LLM Collusion
Shengyu Cao, Ming Hu
TL;DR
The paper develops a theoretical framework to study LLM-driven pricing in a duopoly, revealing that shared latent preferences and data-driven retraining can produce collusion via a phase transition controlled by the output fidelity parameter $\rho$. Using a stochastic approximation with IPW-based estimation, it shows a deterministic mean-field limit in the large-batch regime and a noise-driven, path-dependent regime for finite batches; a critical fidelity threshold $\rho_c(r)$ delineates regimes of unique competition from bistable collusion, with perfect fidelity yielding guaranteed collusion.

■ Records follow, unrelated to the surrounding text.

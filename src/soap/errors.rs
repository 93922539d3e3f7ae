//! Errors for the SOAP optimizer (configuration validation, gradient
//! checks, lifecycle invariants, and factorization failures).
//!
//! This module defines [`SoapError`], the unified error type of the
//! optimizer surface, and the [`SoapResult`] alias used across the crate.
//!
//! ## Conventions
//! - Shape vectors are reported in full (`Vec<usize>`), gradient entries by
//!   flat (row-major) index.
//! - Configuration errors carry the offending value and a static reason.
//! - Factorization failures embed the backend [`LinAlgError`] together with
//!   the tensor axis whose accumulator was being decomposed; they are never
//!   substituted with a fallback basis.
use crate::linalg::errors::LinAlgError;

/// Crate-wide result alias for optimizer operations.
pub type SoapResult<T> = Result<T, SoapError>;

/// Unified error type for the SOAP optimizer.
#[derive(Debug, Clone, PartialEq)]
pub enum SoapError {
    // ---- Configuration ----
    /// Learning rate must be finite and strictly positive.
    InvalidLearningRate { value: f64, reason: &'static str },

    /// Moment decay rates must lie in [0, 1).
    InvalidBeta { name: &'static str, value: f64, reason: &'static str },

    /// Preconditioner decay override must lie in [0, 1) when provided.
    InvalidShampooDecay { value: f64, reason: &'static str },

    /// Epsilon must be finite and strictly positive.
    InvalidEpsilon { value: f64, reason: &'static str },

    /// Refresh period must be at least 1.
    InvalidRefreshPeriod { period: usize, reason: &'static str },

    // ---- Gradients ----
    /// A supplied gradient's shape disagrees with the parameter's shape.
    GradientShapeMismatch { expected: Vec<usize>, found: Vec<usize> },

    /// Gradient elements must be finite.
    NonFiniteGradient { index: usize, value: f64 },

    // ---- Lifecycle ----
    /// Projection was requested before the eigenbasis was initialized.
    EigenbasisUnset,

    // ---- Factorizations ----
    /// Eigendecomposition or QR failed for one axis's accumulator.
    DecompositionFailed { axis: usize, source: LinAlgError },
}

impl std::error::Error for SoapError {}

impl std::fmt::Display for SoapError {
    fn fmt(&self, f: &mut std::fmt::Formatter<'_>) -> std::fmt::Result {
        match self {
            // ---- Configuration ----
            SoapError::InvalidLearningRate { value, reason } => {
                write!(f, "Invalid learning rate {value}: {reason}")
            }
            SoapError::InvalidBeta { name, value, reason } => {
                write!(f, "Invalid {name} {value}: {reason}")
            }
            SoapError::InvalidShampooDecay { value, reason } => {
                write!(f, "Invalid shampoo decay {value}: {reason}")
            }
            SoapError::InvalidEpsilon { value, reason } => {
                write!(f, "Invalid epsilon {value}: {reason}")
            }
            SoapError::InvalidRefreshPeriod { period, reason } => {
                write!(f, "Invalid refresh period {period}: {reason}")
            }

            // ---- Gradients ----
            SoapError::GradientShapeMismatch { expected, found } => {
                write!(f, "Gradient shape mismatch: expected {expected:?}, found {found:?}")
            }
            SoapError::NonFiniteGradient { index, value } => {
                write!(f, "Non-finite gradient element at flat index {index}: {value}")
            }

            // ---- Lifecycle ----
            SoapError::EigenbasisUnset => {
                write!(f, "Eigenbasis accessed before initialization")
            }

            // ---- Factorizations ----
            SoapError::DecompositionFailed { axis, source } => {
                write!(f, "Decomposition failed for axis {axis}: {source}")
            }
        }
    }
}
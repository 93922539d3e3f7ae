//! soap-optim — SOAP: Shampoo eigenbasis preconditioning with Adam moments.
//!
//! Purpose
//! -------
//! Implement the SOAP optimizer (https://arxiv.org/abs/2409.11321): for each
//! trainable tensor, maintain per-axis covariance accumulators in the Shampoo
//! style, track their eigenbases, and run Adam-style first/second moment
//! estimation with the second moment kept in the rotated (eigenbasis)
//! coordinate system. Parameter updates are computed in that basis and
//! projected back before being applied in place.
//!
//! Key behaviors
//! -------------
//! - Lazily create one [`soap::PreconditionerState`] per parameter the first
//!   time a gradient is observed; that first call only initializes state and
//!   performs no parameter update.
//! - Blend per-axis gradient outer products into covariance accumulators
//!   every step, strictly *after* the step's parameter update has consumed
//!   the gradient.
//! - Build eigenbases once via full symmetric eigendecomposition, then track
//!   them cheaply with one power-iteration step plus QR re-orthonormalization
//!   on a fixed cadence, keeping the projected second moment axis-consistent
//!   through the refresh permutation.
//!
//! Invariants & assumptions
//! ------------------------
//! - Gradients are produced by an external differentiation mechanism and
//!   attached to [`soap::Parameter`] handles before [`soap::Soap::step`] is
//!   called; parameters without a gradient are skipped silently.
//! - Covariance matrices are symmetric positive semi-definite up to floating
//!   error; a tiny diagonal jitter guards degenerate decompositions.
//! - All numerical work is `f64` on `ndarray` containers; factorizations run
//!   on `nalgebra` matrices behind explicit copy bridges in [`linalg`].
//!
//! Conventions
//! -----------
//! - Eigenbasis columns are ordered by descending (estimated) eigenvalue.
//! - This crate performs no I/O and no logging; failures are surfaced as
//!   typed errors ([`soap::SoapError`], [`linalg::LinAlgError`]).
//! - Checkpointing is an external collaborator's concern; per-parameter state
//!   records are exposed read-only for that purpose.
//!
//! Downstream usage
//! ----------------
//! - Wrap each trainable tensor in a [`soap::Parameter`] and share the
//!   resulting [`soap::ParamHandle`] between the training loop (which writes
//!   gradients) and the optimizer (which writes values).
//! - Construct a [`soap::Soap`] from handles plus [`soap::SoapOptions`], or
//!   from explicit [`soap::ParamGroup`]s with per-group hyperparameters, and
//!   call [`soap::Soap::step`] once per optimization step.
//!
//! Testing notes
//! -------------
//! - Unit tests live next to each module and cover projection invertibility,
//!   covariance shape laws, refresh permutation consistency, bias-correction
//!   limits, and option validation.
//! - `tests/integration_soap_pipeline.rs` drives full multi-step runs over
//!   the documented end-to-end scenarios.

pub mod linalg;
pub mod soap;
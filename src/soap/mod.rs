//! soap — the SOAP optimizer: Shampoo preconditioning with Adam moments in
//! the preconditioner's eigenbasis.
//!
//! Purpose
//! -------
//! Expose the optimizer's public surface: [`Soap`] and [`ParamGroup`] for
//! driving steps, [`Parameter`]/[`ParamHandle`] for sharing tensors with a
//! training loop, [`SoapOptions`] for configuration, and the state types
//! for inspection.
//!
//! Key behaviors
//! -------------
//! - Each parameter axis carries an EMA of gradient outer products; its
//!   eigenbasis defines the coordinates in which Adam's second moment is
//!   tracked and the update direction is computed.
//! - The first step a gradient is observed for a parameter is a warm-up
//!   that seeds the preconditioner without updating the value; the basis is
//!   then refreshed periodically by power iteration plus QR.
//! - All configuration and gradient problems surface as typed
//!   [`SoapError`] values, never panics.

pub mod core;
pub mod errors;
pub mod optimizer;

// ---- Re-exports (primary public surface) ----------------------------------

pub use self::core::{
    Eigenbasis, ParamHandle, ParamId, Parameter, PreconditionerState, SoapOptions,
};
pub use self::errors::{SoapError, SoapResult};
pub use self::optimizer::{ParamGroup, Soap};
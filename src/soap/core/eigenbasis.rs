//! Eigenbasis lifecycle — full initialization and periodic power-iteration
//! refresh.
//!
//! Purpose
//! -------
//! Manage the per-axis orthonormal bases of a [`PreconditionerState`]:
//!
//! - [`initialize_eigenbasis`] runs a full symmetric eigendecomposition of
//!   every covariance accumulator once, the step after the accumulators are
//!   first seeded.
//! - [`refresh_eigenbasis`] runs the cheap steady-state update: one power
//!   iteration against the current accumulator followed by QR
//!   re-orthonormalization, instead of a fresh decomposition.
//!
//! Key behaviors
//! -------------
//! - The refresh keeps the descending-eigenvalue column convention by
//!   estimating each column's eigenvalue under the *current* accumulator
//!   (`est_j = q_jᵀ · C · q_j`) and re-sorting columns by that estimate.
//! - Whenever columns of axis `i`'s basis are permuted, the same permutation
//!   is applied to axis `i` of the projected second moment. The second
//!   moment is indexed in eigenbasis coordinates, so skipping this would
//!   silently pair variances with the wrong directions.
//!
//! Invariants & assumptions
//! ------------------------
//! - On success every basis matrix is orthonormal with columns in
//!   descending (estimated) eigenvalue order, and the second moment's axis
//!   ordering matches the bases.
//! - A failed factorization surfaces immediately as
//!   [`SoapError::DecompositionFailed`] naming the axis; there is no retry
//!   or partial-basis fallback.
use crate::linalg::factorization::descending_order;
use crate::linalg::{qr_orthonormal, symmetric_eigenbasis, EIGEN_JITTER};
use crate::soap::core::state::{Eigenbasis, PreconditionerState};
use crate::soap::errors::{SoapError, SoapResult};
use ndarray::Axis;

/// Build the initial eigenbasis from a full decomposition of every axis's
/// covariance accumulator.
///
/// # Errors
/// [`SoapError::DecompositionFailed`] naming the first axis whose
/// decomposition fails; the state's eigenbasis is left unset in that case.
pub fn initialize_eigenbasis(state: &mut PreconditionerState) -> SoapResult<()> {
    let mut bases = Vec::with_capacity(state.covariance.len());
    for (axis, accumulator) in state.covariance.iter().enumerate() {
        let basis = symmetric_eigenbasis(accumulator, EIGEN_JITTER)
            .map_err(|source| SoapError::DecompositionFailed { axis, source })?;
        bases.push(basis);
    }
    state.eigenbasis = Eigenbasis::Ready(bases);
    Ok(())
}

/// Refresh every axis's basis by one power iteration plus QR, keeping the
/// projected second moment's axis ordering consistent with the re-sorted
/// columns.
///
/// # Errors
/// - [`SoapError::EigenbasisUnset`] if called before initialization.
/// - [`SoapError::DecompositionFailed`] if the QR step fails on some axis.
///   Axes already refreshed keep their new bases; the parameter value
///   committed earlier in the step is never rolled back.
pub fn refresh_eigenbasis(state: &mut PreconditionerState) -> SoapResult<()> {
    let bases = match &mut state.eigenbasis {
        Eigenbasis::Ready(bases) => bases,
        Eigenbasis::Unset => return Err(SoapError::EigenbasisUnset),
    };

    for (axis, basis) in bases.iter_mut().enumerate() {
        let accumulator = &state.covariance[axis];

        // One power iteration under the current accumulator. Column j of the
        // product also yields the Rayleigh-quotient eigenvalue estimate
        // est_j = q_j · (C q_j).
        let power = accumulator.dot(&*basis);
        let estimates =
            (0..basis.ncols()).map(|j| basis.column(j).dot(&power.column(j)));
        let order = descending_order(estimates);

        state.second_moment = state.second_moment.select(Axis(axis), &order);
        let power_sorted = power.select(Axis(1), &order);
        *basis = qr_orthonormal(&power_sorted)
            .map_err(|source| SoapError::DecompositionFailed { axis, source })?;
    }
    Ok(())
}
//! Per-parameter step driver.
//!
//! Purpose
//! -------
//! Sequence one optimization step for a single parameter: gradient
//! validation, the warm-up path that seeds the covariance and builds the
//! first eigenbasis, and the steady-state path that projects, updates
//! moments, writes the parameter, and only then touches the preconditioner.
//!
//! Key behaviors
//! -------------
//! - **Warm-up** (eigenbasis unset): blend the gradient into the covariance
//!   accumulators, run the full eigendecomposition, and return without
//!   updating the parameter or the step counter. The first observed
//!   gradient only shapes the preconditioner.
//! - **Steady state**: project the gradient, update both moments, increment
//!   the step counter, apply the bias-corrected update in eigenbasis
//!   coordinates, project it back, and commit it to the parameter value.
//!   The covariance blend and any due eigenbasis refresh run strictly after
//!   the commit.
//!
//! Invariants & assumptions
//! ------------------------
//! - The preconditioner consumed by a step never contains that step's own
//!   gradient; the post-commit ordering above is what enforces this.
//! - Validation runs before any state mutation, so a rejected gradient
//!   leaves parameter and state untouched.
//! - If the post-commit refresh fails, the committed parameter write stands;
//!   the error reports the refresh failure and the caller decides whether
//!   to stop training.
use crate::soap::core::covariance::update_covariance;
use crate::soap::core::eigenbasis::{initialize_eigenbasis, refresh_eigenbasis};
use crate::soap::core::moments::{effective_step_size, update_first_moment, update_second_moment};
use crate::soap::core::options::SoapOptions;
use crate::soap::core::projection::{project, project_back};
use crate::soap::core::state::{Eigenbasis, PreconditionerState};
use crate::soap::core::validation::{validate_grad_finite, validate_grad_shape};
use crate::soap::errors::SoapResult;
use ndarray::ArrayD;

/// Run one optimization step for a single parameter.
///
/// # Parameters
/// - `value`: the parameter tensor, updated in place on steady-state steps.
/// - `grad`: the gradient attached for this step; read-only.
/// - `state`: the parameter's preconditioner state.
/// - `options`: the hyperparameters of the parameter's group.
///
/// # Errors
/// - [`crate::soap::SoapError::GradientShapeMismatch`] /
///   [`crate::soap::SoapError::NonFiniteGradient`] if the gradient fails
///   validation; no state is mutated.
/// - [`crate::soap::SoapError::DecompositionFailed`] if the warm-up
///   decomposition or a due refresh fails.
pub fn step_param(
    value: &mut ArrayD<f64>, grad: &ArrayD<f64>, state: &mut PreconditionerState,
    options: &SoapOptions,
) -> SoapResult<()> {
    validate_grad_shape(value.shape(), grad)?;
    validate_grad_finite(grad)?;

    if state.eigenbasis == Eigenbasis::Unset {
        update_covariance(state, grad);
        return initialize_eigenbasis(state);
    }

    let projected_grad = project(grad, state.bases()?)?;
    update_first_moment(&mut state.first_moment, grad, options.beta1);
    update_second_moment(&mut state.second_moment, &projected_grad, options.beta2);

    state.step_count += 1;
    let step_size =
        effective_step_size(options.learning_rate, options.beta1, options.beta2, state.step_count);

    let mut direction = project(&state.first_moment, state.bases()?)?;
    direction.zip_mut_with(&state.second_moment, |d, &v| *d /= v.sqrt() + options.epsilon);
    let raw_direction = project_back(&direction, state.bases()?)?;
    value.scaled_add(-step_size, &raw_direction);

    update_covariance(state, grad);
    if state.refresh_due() {
        refresh_eigenbasis(state)?;
    }
    Ok(())
}
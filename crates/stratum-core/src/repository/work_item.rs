//! Work item store trait definition.

use stratum_types::error::RepositoryError;
use stratum_types::work_item::{NewWorkItem, WorkItem};
use uuid::Uuid;

/// Repository trait for work items (tasks).
pub trait WorkItemStore: Send + Sync {
    /// Persist a new work item and return it with its assigned ID.
    fn create_work_item(
        &self,
        item: &NewWorkItem,
    ) -> impl std::future::Future<Output = Result<WorkItem, RepositoryError>> + Send;

    /// List work items in creation order, optionally only those created by a run.
    fn list_work_items(
        &self,
        workflow_run_id: Option<&Uuid>,
    ) -> impl std::future::Future<Output = Result<Vec<WorkItem>, RepositoryError>> + Send;
}
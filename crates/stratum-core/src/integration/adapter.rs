//! The `IntegrationAdapter` trait.

use serde_json::Value;
use stratum_types::integration::IntegrationResult;

use super::AdapterError;

/// An external-system-specific implementation of `integration_action`.
///
/// Adapters are pluggable per platform type. `parameters` arrive fully
/// resolved. Retries are never attempted here.
///
/// Uses native async fn in traits (Rust 2024 edition, no async_trait macro).
pub trait IntegrationAdapter: Send + Sync {
    /// Platform family this adapter speaks to (e.g. "splynx", "rest").
    fn platform_type(&self) -> &str;

    /// Perform `action` with `parameters`.
    fn invoke(
        &self,
        action: &str,
        parameters: &Value,
    ) -> impl std::future::Future<Output = Result<IntegrationResult, AdapterError>> + Send;
}
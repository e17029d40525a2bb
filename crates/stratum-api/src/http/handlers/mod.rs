//! HTTP request handlers for the REST API.

pub mod webhook;
pub mod workflow;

Finite batches introduce random trajectory selection between equilibria, with larger batch sizes increasing collusion probability when initial propensity is favorable, and the indeterminacy region shrinking as $O(1/\sqrt{b})$. The results carry regulatory implications: practitioners should be mindful that robustness-focused configuration and infrequent retraining can unintentionally foster tacit collusion through correlated outputs and data-driven feedback loops. The framework advances understanding of monoculture-enabled coordination and provides quantitative benchmarks for mitigating LLM-induced price coordination.
Abstract
We study how delegating pricing to large language models (LLMs) can facilitate collusion in a duopoly when both sellers rely on the same pre-trained model. The LLM is characterized by (i) a propensity parameter capturing its internal bias toward high-price recommendations and (ii) an output-fidelity parameter measuring how tightly outputs track that bias; the propensity evolves through retraining. We show that configuring LLMs for robustness and reproducibility can induce collusion via a phase transition: there exists a critical output-fidelity threshold that pins down long-run behavior. Below it, competitive pricing is the unique long-run outcome. Above it, the system is bistable, with competitive and collusive pricing both locally stable and the realized outcome determined by the model's initial preference. The collusive regime resembles tacit collusion: prices are elevated on average, yet occasional low-price recommendations provide plausible deniability. With perfect fidelity, full collusion emerges from any interior initial condition. For finite training batches of size $b$, infrequent retraining (driven by computational costs) further amplifies collusion: conditional on starting in the collusive basin, the probability of collusion approaches one as $b$ grows, since larger batches dampen stochastic fluctuations that might otherwise tip the system toward competition. The indeterminacy region shrinks at rate $O(1/\sqrt{b})$.